October 24th, 2018 by James L. Sweaney, CGA, FGA. GG

Tanzanite and Tsavorite

National Jeweler, a weekly trade publication, posted an article August 29 about “Gem Legacy”, a nonprofit trust set up by jewelry professionals to support education and vocational training in the local economies of East Africa. The countries of this region are major sources of colored gemstones and diamonds, yet many of those persons who mine these natural treasures live in poverty.

Roger Dery, his wife Ginger and daughter Rachel, of Roger Dery Gem Design, have established Gem Legacy to help the people in these communities develop the skills needed for a better life. Various programs include primary schools, gemological education and gem faceting training. Jobs that used to go to cutting centers in Europe and Asia are now becoming available to the people of Kenya, Tanzania and Mozambique.
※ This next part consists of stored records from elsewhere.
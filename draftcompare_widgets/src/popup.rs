use ratatui::buffer::Buffer;
use ratatui::layout::{Alignment, Rect};
use ratatui::style::{Modifier, Style};
use ratatui::text::{Line, Span};
use ratatui::widgets::{Block, BorderType, Borders, Clear, Padding, Widget};

use crate::theme::Theme;

/// A centered popup overlay with left-aligned styled lines
pub struct PopupWidget<'a> {
    pub title: String,
    pub lines: Vec<Line<'a>>,
    pub width_percent: u16,
    pub height_percent: u16,
}

impl<'a> PopupWidget<'a> {
    pub fn new(title: impl Into<String>) -> Self {
        Self {
            title: title.into(),
            lines: Vec::new(),
            width_percent: 60,
            height_percent: 40,
        }
    }

    pub fn line(mut self, line: impl Into<Line<'a>>) -> Self {
        self.lines.push(line.into());
        self
    }

    pub fn lines(mut self, lines: impl IntoIterator<Item = Line<'a>>) -> Self {
        self.lines.extend(lines);
        self
    }

    pub fn size(mut self, width_percent: u16, height_percent: u16) -> Self {
        self.width_percent = width_percent;
        self.height_percent = height_percent;
        self
    }
}

impl<'a> Widget for PopupWidget<'a> {
    fn render(self, area: Rect, buf: &mut Buffer) {
        let popup_area = centered_rect(self.width_percent, self.height_percent, area);

        Clear.render(popup_area, buf);

        let title_line = Line::from(Span::styled(
            format!(" {} ", self.title),
            Style::default()
                .fg(Theme::GOLD)
                .add_modifier(Modifier::BOLD),
        ));

        let block = Block::default()
            .borders(Borders::ALL)
            .border_type(BorderType::Double)
            .border_style(Style::default().fg(Theme::CURSOR))
            .style(Style::default().bg(Theme::PANEL_BG))
            .title(title_line)
            .title_alignment(Alignment::Center)
            .padding(Padding::horizontal(1));

        let inner = block.inner(popup_area);
        block.render(popup_area, buf);

        for (i, line) in self.lines.iter().enumerate() {
            let y = inner.y + i as u16;
            if y >= inner.bottom() {
                break;
            }
            buf.set_line(inner.x, y, line, inner.width);
        }
    }
}

/// Helper to create a centered rect
pub fn centered_rect(percent_x: u16, percent_y: u16, area: Rect) -> Rect {
    let width = area.width * percent_x.min(100) / 100;
    let height = area.height * percent_y.min(100) / 100;
    let x = area.x + (area.width - width) / 2;
    let y = area.y + (area.height - height) / 2;
    Rect::new(x, y, width, height)
}

#[cfg(test)]
mod tests {
    use super::*;

    #[test]
    fn test_centered_rect() {
        let area = Rect::new(0, 0, 100, 50);
        assert_eq!(centered_rect(60, 40, area), Rect::new(20, 15, 60, 20));
        assert_eq!(centered_rect(150, 100, area), area);
    }

    #[test]
    fn test_lines_inside_border() {
        let area = Rect::new(0, 0, 40, 10);
        let mut buf = Buffer::empty(area);
        PopupWidget::new("Detail")
            .line("hello")
            .size(100, 100)
            .render(area, &mut buf);
        assert_eq!(buf.cell((0, 0)).map(|c| c.symbol()), Some("\u{2554}"));
        assert_eq!(buf.cell((2, 1)).map(|c| c.symbol()), Some("h"));
    }
}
It’s a reminder that the beautiful Tanzanites, Tsavorites and Sapphires we love so much don’t just appear like magic. They come to us thru a complicated supply chain that involves the skills and efforts of many human beings. Their traditional value, based on their beauty, durability, and rarity, is also enhanced by the jobs they create.

There are many steps involved in the supply chain that brings gems from the mine to the final consumers. Each step means a job for someone. Here is what we might see with the Tanzanites and Tsavorites of East Africa.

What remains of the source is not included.